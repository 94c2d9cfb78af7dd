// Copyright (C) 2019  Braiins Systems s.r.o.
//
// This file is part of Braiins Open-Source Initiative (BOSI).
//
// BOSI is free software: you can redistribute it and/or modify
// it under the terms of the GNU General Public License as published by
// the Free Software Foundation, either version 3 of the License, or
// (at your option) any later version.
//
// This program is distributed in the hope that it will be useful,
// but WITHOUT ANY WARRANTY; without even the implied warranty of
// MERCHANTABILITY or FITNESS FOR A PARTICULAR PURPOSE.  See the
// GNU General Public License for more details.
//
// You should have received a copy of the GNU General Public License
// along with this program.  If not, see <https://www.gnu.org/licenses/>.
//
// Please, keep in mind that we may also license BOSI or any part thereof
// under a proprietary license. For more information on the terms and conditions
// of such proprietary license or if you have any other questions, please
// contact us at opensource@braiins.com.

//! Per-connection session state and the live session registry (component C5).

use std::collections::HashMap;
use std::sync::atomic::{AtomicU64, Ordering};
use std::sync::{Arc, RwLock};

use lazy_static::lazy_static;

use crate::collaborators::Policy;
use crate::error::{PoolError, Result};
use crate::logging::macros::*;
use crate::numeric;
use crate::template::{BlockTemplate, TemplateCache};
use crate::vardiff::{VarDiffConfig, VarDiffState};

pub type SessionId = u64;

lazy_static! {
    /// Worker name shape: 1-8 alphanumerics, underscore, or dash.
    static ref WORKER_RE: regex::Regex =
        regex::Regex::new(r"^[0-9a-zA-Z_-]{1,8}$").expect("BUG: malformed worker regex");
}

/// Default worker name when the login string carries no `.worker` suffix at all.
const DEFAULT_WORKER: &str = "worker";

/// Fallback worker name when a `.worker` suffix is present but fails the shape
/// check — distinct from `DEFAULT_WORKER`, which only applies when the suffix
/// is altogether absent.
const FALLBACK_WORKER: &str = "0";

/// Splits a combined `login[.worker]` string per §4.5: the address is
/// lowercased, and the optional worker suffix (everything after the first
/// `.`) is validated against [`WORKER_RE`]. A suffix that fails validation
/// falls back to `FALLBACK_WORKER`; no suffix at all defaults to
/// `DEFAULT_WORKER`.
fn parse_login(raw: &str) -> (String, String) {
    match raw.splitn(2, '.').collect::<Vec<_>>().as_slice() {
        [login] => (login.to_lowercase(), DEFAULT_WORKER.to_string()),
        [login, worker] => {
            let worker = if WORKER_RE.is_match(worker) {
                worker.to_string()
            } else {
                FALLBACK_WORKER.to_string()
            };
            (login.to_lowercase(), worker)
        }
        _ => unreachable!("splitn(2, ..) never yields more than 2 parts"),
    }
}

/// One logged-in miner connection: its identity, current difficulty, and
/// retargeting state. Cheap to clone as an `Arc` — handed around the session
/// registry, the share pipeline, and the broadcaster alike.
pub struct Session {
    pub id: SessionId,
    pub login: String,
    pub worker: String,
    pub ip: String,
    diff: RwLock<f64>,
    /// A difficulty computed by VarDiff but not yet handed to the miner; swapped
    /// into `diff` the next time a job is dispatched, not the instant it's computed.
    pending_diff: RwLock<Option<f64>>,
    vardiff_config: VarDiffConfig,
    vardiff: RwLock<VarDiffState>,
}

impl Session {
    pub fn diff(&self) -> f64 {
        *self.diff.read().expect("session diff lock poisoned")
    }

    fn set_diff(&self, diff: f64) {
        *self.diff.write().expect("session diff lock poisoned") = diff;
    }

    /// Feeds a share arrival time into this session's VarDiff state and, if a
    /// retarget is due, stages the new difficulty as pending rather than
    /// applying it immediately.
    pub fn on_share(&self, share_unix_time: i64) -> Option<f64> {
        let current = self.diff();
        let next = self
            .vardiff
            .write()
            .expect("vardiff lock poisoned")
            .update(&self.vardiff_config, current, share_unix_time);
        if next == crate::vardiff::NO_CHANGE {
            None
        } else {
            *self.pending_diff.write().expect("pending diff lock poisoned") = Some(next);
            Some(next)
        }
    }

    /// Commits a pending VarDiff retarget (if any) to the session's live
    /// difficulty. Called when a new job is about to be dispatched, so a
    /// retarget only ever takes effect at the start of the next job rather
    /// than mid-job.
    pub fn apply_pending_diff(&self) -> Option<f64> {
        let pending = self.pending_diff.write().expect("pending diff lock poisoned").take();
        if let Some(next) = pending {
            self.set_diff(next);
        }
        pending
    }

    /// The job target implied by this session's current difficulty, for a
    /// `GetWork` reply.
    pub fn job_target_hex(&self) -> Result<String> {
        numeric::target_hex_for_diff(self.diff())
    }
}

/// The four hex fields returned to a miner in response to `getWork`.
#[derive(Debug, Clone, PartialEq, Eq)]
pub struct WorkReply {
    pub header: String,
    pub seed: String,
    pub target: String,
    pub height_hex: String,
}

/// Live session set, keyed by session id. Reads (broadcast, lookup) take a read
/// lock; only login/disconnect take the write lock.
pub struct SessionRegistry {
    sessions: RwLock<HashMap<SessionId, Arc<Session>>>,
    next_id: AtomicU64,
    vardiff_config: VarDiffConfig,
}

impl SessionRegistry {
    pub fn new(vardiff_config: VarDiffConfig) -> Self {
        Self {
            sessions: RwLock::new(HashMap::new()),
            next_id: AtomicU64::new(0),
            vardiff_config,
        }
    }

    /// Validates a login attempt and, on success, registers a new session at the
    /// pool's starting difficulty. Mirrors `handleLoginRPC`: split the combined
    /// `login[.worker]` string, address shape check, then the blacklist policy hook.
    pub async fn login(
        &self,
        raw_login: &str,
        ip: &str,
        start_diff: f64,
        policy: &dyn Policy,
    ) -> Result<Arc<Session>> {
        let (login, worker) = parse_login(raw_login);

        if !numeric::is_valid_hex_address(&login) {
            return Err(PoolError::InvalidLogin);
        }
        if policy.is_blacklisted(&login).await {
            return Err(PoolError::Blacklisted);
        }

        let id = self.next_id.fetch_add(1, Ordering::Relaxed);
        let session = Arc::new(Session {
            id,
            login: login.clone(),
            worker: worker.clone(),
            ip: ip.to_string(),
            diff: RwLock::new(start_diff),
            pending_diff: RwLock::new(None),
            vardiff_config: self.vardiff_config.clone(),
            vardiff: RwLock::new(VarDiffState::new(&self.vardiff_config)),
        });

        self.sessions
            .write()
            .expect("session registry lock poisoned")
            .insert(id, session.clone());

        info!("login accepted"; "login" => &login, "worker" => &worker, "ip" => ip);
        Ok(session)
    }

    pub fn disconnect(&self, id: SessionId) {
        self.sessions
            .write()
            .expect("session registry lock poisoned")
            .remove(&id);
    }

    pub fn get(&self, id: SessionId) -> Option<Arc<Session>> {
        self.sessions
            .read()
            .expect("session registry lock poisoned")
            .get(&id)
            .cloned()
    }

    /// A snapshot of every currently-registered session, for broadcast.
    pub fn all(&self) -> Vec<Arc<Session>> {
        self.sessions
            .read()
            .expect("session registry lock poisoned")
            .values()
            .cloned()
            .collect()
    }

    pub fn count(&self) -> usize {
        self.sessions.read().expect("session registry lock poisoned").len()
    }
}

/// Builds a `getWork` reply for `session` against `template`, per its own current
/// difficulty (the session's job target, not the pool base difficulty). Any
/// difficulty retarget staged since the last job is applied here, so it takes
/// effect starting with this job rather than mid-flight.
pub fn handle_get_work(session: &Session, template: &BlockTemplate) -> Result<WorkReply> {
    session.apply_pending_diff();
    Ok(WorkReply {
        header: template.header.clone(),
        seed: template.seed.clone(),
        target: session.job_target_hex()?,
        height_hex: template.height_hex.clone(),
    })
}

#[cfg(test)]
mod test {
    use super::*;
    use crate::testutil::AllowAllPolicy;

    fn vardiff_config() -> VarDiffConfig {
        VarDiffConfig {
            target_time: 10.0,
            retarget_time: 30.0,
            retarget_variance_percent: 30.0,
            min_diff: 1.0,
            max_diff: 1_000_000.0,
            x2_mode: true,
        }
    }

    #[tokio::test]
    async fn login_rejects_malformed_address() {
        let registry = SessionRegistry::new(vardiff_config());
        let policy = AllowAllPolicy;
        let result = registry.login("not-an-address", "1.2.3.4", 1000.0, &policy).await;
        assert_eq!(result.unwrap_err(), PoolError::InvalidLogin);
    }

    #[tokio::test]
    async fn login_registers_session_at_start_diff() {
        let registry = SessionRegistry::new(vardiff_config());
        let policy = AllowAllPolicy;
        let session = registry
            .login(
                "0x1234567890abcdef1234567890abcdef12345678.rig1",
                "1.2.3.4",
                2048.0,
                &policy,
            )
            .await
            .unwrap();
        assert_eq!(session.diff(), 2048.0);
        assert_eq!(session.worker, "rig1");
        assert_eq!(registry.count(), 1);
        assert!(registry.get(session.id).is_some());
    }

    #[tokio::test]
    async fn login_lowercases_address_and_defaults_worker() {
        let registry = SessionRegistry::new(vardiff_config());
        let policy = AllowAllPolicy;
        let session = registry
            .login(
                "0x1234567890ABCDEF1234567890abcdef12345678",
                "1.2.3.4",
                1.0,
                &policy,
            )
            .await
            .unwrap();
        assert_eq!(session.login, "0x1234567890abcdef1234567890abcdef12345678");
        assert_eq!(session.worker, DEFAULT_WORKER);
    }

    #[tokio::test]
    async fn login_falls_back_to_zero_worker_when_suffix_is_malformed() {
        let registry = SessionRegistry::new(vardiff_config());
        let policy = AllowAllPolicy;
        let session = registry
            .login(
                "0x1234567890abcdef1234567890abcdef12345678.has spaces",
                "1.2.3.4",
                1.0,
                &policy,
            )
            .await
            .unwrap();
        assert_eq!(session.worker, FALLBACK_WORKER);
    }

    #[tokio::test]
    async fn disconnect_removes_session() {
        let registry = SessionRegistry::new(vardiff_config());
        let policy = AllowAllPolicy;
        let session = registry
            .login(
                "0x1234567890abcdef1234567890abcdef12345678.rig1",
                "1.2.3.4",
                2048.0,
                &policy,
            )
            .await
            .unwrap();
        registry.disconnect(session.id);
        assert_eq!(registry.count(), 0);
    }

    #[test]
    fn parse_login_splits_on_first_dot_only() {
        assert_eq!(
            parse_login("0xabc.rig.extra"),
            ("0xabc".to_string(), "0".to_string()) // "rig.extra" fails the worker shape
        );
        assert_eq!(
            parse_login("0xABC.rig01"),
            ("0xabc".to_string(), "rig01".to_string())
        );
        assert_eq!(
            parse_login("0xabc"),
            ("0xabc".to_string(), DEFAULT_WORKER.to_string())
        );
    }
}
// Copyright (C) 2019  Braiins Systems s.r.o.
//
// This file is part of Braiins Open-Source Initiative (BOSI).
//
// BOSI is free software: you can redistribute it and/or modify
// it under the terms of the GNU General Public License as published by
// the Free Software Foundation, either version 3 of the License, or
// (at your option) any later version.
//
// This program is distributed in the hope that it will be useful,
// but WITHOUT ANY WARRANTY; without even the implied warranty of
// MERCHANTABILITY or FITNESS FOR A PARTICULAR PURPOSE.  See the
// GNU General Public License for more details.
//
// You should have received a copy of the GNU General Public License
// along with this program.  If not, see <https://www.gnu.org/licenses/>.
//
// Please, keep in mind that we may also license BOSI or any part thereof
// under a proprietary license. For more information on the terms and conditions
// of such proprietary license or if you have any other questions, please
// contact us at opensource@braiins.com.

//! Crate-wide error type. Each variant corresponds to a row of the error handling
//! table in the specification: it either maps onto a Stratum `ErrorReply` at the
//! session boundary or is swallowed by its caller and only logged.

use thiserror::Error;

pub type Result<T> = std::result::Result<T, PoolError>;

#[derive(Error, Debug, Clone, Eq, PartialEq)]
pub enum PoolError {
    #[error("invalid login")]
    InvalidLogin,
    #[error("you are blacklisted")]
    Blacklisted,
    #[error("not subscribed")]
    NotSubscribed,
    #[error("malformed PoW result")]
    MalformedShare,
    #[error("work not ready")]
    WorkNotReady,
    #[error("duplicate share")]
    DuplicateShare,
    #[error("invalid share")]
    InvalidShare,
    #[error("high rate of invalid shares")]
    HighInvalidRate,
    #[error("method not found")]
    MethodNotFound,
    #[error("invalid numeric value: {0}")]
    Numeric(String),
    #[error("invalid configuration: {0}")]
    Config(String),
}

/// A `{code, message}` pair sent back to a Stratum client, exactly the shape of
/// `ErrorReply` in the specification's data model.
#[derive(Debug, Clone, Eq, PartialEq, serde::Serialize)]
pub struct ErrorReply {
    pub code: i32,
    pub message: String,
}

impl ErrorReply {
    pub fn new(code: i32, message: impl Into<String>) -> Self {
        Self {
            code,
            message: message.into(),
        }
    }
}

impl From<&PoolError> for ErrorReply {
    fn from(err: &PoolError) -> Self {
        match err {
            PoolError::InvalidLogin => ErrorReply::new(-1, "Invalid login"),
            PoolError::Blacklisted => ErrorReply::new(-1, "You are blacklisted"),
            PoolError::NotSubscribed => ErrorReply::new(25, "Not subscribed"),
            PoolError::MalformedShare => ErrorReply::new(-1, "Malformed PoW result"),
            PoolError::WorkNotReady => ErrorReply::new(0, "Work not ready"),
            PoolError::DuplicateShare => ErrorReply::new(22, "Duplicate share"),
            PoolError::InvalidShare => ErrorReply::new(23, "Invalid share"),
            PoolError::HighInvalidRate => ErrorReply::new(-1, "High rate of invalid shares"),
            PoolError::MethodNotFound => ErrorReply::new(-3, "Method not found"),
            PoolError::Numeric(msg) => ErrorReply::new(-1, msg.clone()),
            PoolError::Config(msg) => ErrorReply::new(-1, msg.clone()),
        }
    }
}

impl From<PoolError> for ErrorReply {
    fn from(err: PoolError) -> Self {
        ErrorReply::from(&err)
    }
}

....................

PROBLEM: From the records above, print exactly the lines that run from the line with "the broadcaster alike." to the line with "the miner; swapped", inclusive.

REPLY TO THE EXERCISE:
/// registry, the share pipeline, and the broadcaster alike.
pub struct Session {
    pub id: SessionId,
    pub login: String,
    pub worker: String,
    pub ip: String,
    diff: RwLock<f64>,
    /// A difficulty computed by VarDiff but not yet handed to the miner; swapped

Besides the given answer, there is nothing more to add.